Die Bundesregierung befindet sich in der Krise – Bundeskanzler Friedrich Merz hatte eine Migrations- und Wirtschaftswende versprochen und liefert das Gegenteil. Während Merz die Koalition für alternativlos erklärt, formiert sich innerhalb der Union eine neue Strömung: Vor der vergangenen Bundestagswahl wurde von vielen noch eine grün-schwarze Koalition vehement ausgeschlossen – zu groß war das Trauma aus den Ampel-Jahren. Mittlerweile öffnen sich viele Unionspolitiker wieder für die Grünen.
Wie mehrere Medien, unter anderem The Pioneer, berichten, soll sich mittlerweile eine grün-schwarze Abgeordnetengruppe formiert haben, die sich immer wieder zu informellen Treffen versammelt – das Ganze erinnert stark an die bekannt gewordene „Pizza-Connection“ aus den 90er-Jahren, als sich CDU- und Grünen-Politiker zu lockeren Runden in einer Bonner Pizzeria trafen. Geführt werden soll der heutige Kreis von der Grünen-Abgeordneten Claudia Müller und der CDU-Abgeordneten Silvia Breher.

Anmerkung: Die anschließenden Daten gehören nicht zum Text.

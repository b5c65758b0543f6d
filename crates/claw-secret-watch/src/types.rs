//! Core types for the secret watcher.
//!
//! - [`SecretId`]: the caller-chosen name of a secret
//! - [`SecretBytes`]: raw secret content that zeroizes on drop
//! - [`Secret`]: an accessor that materializes the content on demand
//! - [`Slot`]: what a store holds for an identifier
//! - [`SecretMetadata`] / [`SecretStatus`]: value-free bookkeeping

use std::borrow::Borrow;
use std::fmt;
use std::path::PathBuf;
use std::sync::Arc;

use chrono::{DateTime, Utc};
use serde::{Deserialize, Serialize};
use zeroize::{Zeroize, ZeroizeOnDrop};

use crate::error::{Error, Result};

/// The name of a secret.
///
/// Identifiers are opaque: for watched secrets they double as the file name
/// relative to the configured directory, so they may contain path
/// separators. They must be non-empty and free of NUL bytes.
#[derive(Debug, Clone, PartialEq, Eq, Hash, PartialOrd, Ord, Serialize, Deserialize)]
#[serde(try_from = "String", into = "String")]
pub struct SecretId(String);

impl SecretId {
    /// Maximum length of a secret identifier (`PATH_MAX` on Linux).
    pub const MAX_LENGTH: usize = 4096;

    /// Creates a new `SecretId` after validating the input.
    ///
    /// # Errors
    ///
    /// Returns an error if the identifier is empty, too long or contains a
    /// NUL byte.
    pub fn new(id: impl Into<String>) -> Result<Self> {
        let id = id.into();
        Self::validate(&id)?;
        Ok(Self(id))
    }

    /// Returns the identifier as a string slice.
    #[must_use]
    pub fn as_str(&self) -> &str {
        &self.0
    }

    fn validate(id: &str) -> Result<()> {
        if id.is_empty() {
            return Err(Error::InvalidSecretId {
                reason: "identifier cannot be empty".to_string(),
            });
        }

        if id.len() > Self::MAX_LENGTH {
            return Err(Error::InvalidSecretId {
                reason: format!(
                    "identifier exceeds maximum length of {} bytes",
                    Self::MAX_LENGTH
                ),
            });
        }

        if id.contains('\0') {
            return Err(Error::InvalidSecretId {
                reason: "identifier cannot contain a NUL byte".to_string(),
            });
        }

        Ok(())
    }
}

impl fmt::Display for SecretId {
    fn fmt(&self, f: &mut fmt::Formatter<'_>) -> fmt::Result {
        f.pad(&self.0)
    }
}

impl TryFrom<String> for SecretId {
    type Error = Error;

    fn try_from(value: String) -> Result<Self> {
        Self::new(value)
    }
}

impl TryFrom<&str> for SecretId {
    type Error = Error;

    fn try_from(value: &str) -> Result<Self> {
        Self::new(value)
    }
}

impl From<SecretId> for String {
    fn from(id: SecretId) -> Self {
        id.0
    }
}

impl AsRef<str> for SecretId {
    fn as_ref(&self) -> &str {
        &self.0
    }
}

impl Borrow<str> for SecretId {
    fn borrow(&self) -> &str {
        &self.0
    }
}

/// Raw secret content that securely zeroizes memory on drop.
#[derive(Clone, Zeroize, ZeroizeOnDrop)]
pub struct SecretBytes {
    data: Vec<u8>,
}

impl SecretBytes {
    /// Wraps raw bytes.
    #[must_use]
    pub fn new(data: Vec<u8>) -> Self {
        Self { data }
    }

    /// Returns the content as a byte slice.
    #[must_use]
    pub fn as_bytes(&self) -> &[u8] {
        &self.data
    }

    /// Returns the content as UTF-8, if it is valid UTF-8.
    #[must_use]
    pub fn as_str(&self) -> Option<&str> {
        std::str::from_utf8(&self.data).ok()
    }

    /// Returns the length of the content.
    #[must_use]
    pub fn len(&self) -> usize {
        self.data.len()
    }

    /// Returns true if the content is empty.
    #[must_use]
    pub fn is_empty(&self) -> bool {
        self.data.is_empty()
    }
}

impl From<Vec<u8>> for SecretBytes {
    fn from(data: Vec<u8>) -> Self {
        Self::new(data)
    }
}

impl From<&[u8]> for SecretBytes {
    fn from(data: &[u8]) -> Self {
        Self::new(data.to_vec())
    }
}

impl From<String> for SecretBytes {
    fn from(data: String) -> Self {
        Self::new(data.into_bytes())
    }
}

impl From<&str> for SecretBytes {
    fn from(data: &str) -> Self {
        Self::new(data.as_bytes().to_vec())
    }
}

impl fmt::Debug for SecretBytes {
    fn fmt(&self, f: &mut fmt::Formatter<'_>) -> fmt::Result {
        // Never expose the actual bytes in debug output
        f.debug_struct("SecretBytes")
            .field("len", &self.data.len())
            .field("data", &"[REDACTED]")
            .finish()
    }
}

impl PartialEq for SecretBytes {
    fn eq(&self, other: &Self) -> bool {
        crate::compare::equal(&self.data, &other.data)
    }
}

impl Eq for SecretBytes {}

type AccessorFn = dyn Fn() -> SecretBytes + Send + Sync;

/// A deferred handle to a secret value.
///
/// The bytes live inside the accessor closure and are only materialized by
/// [`Secret::expose`]. Cloning a `Secret` clones the handle, not the bytes.
#[derive(Clone)]
pub struct Secret {
    accessor: Arc<AccessorFn>,
}

impl Secret {
    /// Creates an accessor that always yields a copy of `value`.
    #[must_use]
    pub fn new(value: impl Into<SecretBytes>) -> Self {
        let value = value.into();
        Self::from_fn(move || value.clone())
    }

    /// Creates an accessor from an arbitrary function.
    #[must_use]
    pub fn from_fn<F>(accessor: F) -> Self
    where
        F: Fn() -> SecretBytes + Send + Sync + 'static,
    {
        Self {
            accessor: Arc::new(accessor),
        }
    }

    /// Materializes the secret content.
    #[must_use]
    pub fn expose(&self) -> SecretBytes {
        (self.accessor)()
    }

    /// Returns true if both handles share the same accessor.
    #[must_use]
    pub fn same_accessor(&self, other: &Self) -> bool {
        Arc::ptr_eq(&self.accessor, &other.accessor)
    }
}

impl fmt::Debug for Secret {
    fn fmt(&self, f: &mut fmt::Formatter<'_>) -> fmt::Result {
        f.write_str("Secret([REDACTED])")
    }
}

/// The content of a store slot.
#[derive(Debug, Clone)]
pub enum Slot {
    /// The identifier is known but never received a value.
    Unset,
    /// A retrievable value.
    Value(Secret),
    /// The value was erased explicitly or by an erasing read.
    Erased,
}

impl Slot {
    /// Returns the value-free state of this slot.
    #[must_use]
    pub const fn state(&self) -> SlotState {
        match self {
            Self::Unset => SlotState::Unset,
            Self::Value(_) => SlotState::Present,
            Self::Erased => SlotState::Erased,
        }
    }

    /// Returns the accessor, if the slot holds one.
    #[must_use]
    pub const fn secret(&self) -> Option<&Secret> {
        match self {
            Self::Value(secret) => Some(secret),
            Self::Unset | Self::Erased => None,
        }
    }

    /// Consumes the slot, returning the accessor if there is one.
    #[must_use]
    pub fn into_secret(self) -> Option<Secret> {
        match self {
            Self::Value(secret) => Some(secret),
            Self::Unset | Self::Erased => None,
        }
    }

    /// Returns true if the slot has been erased.
    #[must_use]
    pub const fn is_erased(&self) -> bool {
        matches!(self, Self::Erased)
    }
}

/// The state of a slot, without its value.
#[derive(Debug, Clone, Copy, PartialEq, Eq, Serialize, Deserialize)]
#[serde(rename_all = "snake_case")]
pub enum SlotState {
    /// No value has been loaded yet.
    Unset,
    /// A value is available.
    Present,
    /// The value was erased.
    Erased,
}

impl fmt::Display for SlotState {
    fn fmt(&self, f: &mut fmt::Formatter<'_>) -> fmt::Result {
        match self {
            Self::Unset => f.pad("unset"),
            Self::Present => f.pad("present"),
            Self::Erased => f.pad("erased"),
        }
    }
}

/// Bookkeeping about a secret's value history.
#[derive(Debug, Clone, Default, PartialEq, Eq, Serialize, Deserialize)]
pub struct SecretMetadata {
    /// Number of values the slot has held; 0 if it never held one.
    pub version: u64,
    /// When the slot last received a value.
    pub updated_at: Option<DateTime<Utc>>,
}

impl SecretMetadata {
    /// Metadata for a slot that starts out with a value.
    #[must_use]
    pub fn loaded() -> Self {
        Self {
            version: 1,
            updated_at: Some(Utc::now()),
        }
    }

    /// Increments the version and updates the timestamp.
    pub fn bump_version(&mut self) {
        self.version += 1;
        self.updated_at = Some(Utc::now());
    }
}

/// A value-free summary of one secret in a store.
#[derive(Debug, Clone, PartialEq, Eq, Serialize, Deserialize)]
pub struct SecretStatus {
    /// The secret's identifier.
    pub id: SecretId,
    /// Current slot state.
    pub state: SlotState,
    /// The file backing the secret, if it is watched.
    pub watched_path: Option<PathBuf>,
    /// Value history.
    pub metadata: SecretMetadata,
}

Der Umschwung bei der Union kommt angesichts der Frustration über den Koalitionspartner SPD: Die von der Union geforderten Reformen werden immer wieder blockiert – die Genossen stellen sich vehement gegen Kürzungen am Sozialstaat, und das, obwohl Felder wie die Rente, die Krankenversicherung oder das Bürgergeld den Haushalt mittlerweile so stark belasten, dass Investitionen nur noch in eingeschränktem Maße möglich sind.